[Collected data entries]
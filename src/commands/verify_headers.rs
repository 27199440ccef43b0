use crate::formatting::OutputFormatter;
use crate::recorder::Recorder;
use crate::store::TabularStore;
use anyhow::Result;
use std::io::Write;

/// Print the header comparison. Returns `true` when the header matches.
pub fn run_verify_headers<W: Write, S: TabularStore>(
    out: &mut W,
    formatter: &dyn OutputFormatter,
    recorder: &Recorder<S>,
) -> Result<bool> {
    let report = recorder.verify_headers()?;

    if report.is_match() {
        writeln!(
            out,
            "{} {}",
            formatter.emoji("✓", "[OK]"),
            formatter.success(&format!(
                "Cabeçalho de '{}' confere com o layout {:?}.",
                recorder.worksheet(),
                recorder.layout()
            ))
        )?;
        return Ok(true);
    }

    writeln!(
        out,
        "{} {}",
        formatter.emoji("✗", "[FAIL]"),
        formatter.error(&format!(
            "Cabeçalho de '{}' não confere.",
            recorder.worksheet()
        ))
    )?;
    if !report.missing.is_empty() {
        writeln!(out, "  {} {}", formatter.bold("Faltando:"), report.missing.join(", "))?;
    }
    if !report.extra.is_empty() {
        writeln!(out, "  {} {}", formatter.bold("Extras:"), report.extra.join(", "))?;
    }
    Ok(false)
}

• [What the task requires]
Search the records for the word "recorder". Copy each line where it appears.

• [Problem solution]
use crate::recorder::Recorder;
    recorder: &Recorder<S>,
    let report = recorder.verify_headers()?;
                recorder.worksheet(),
                recorder.layout()
            recorder.worksheet()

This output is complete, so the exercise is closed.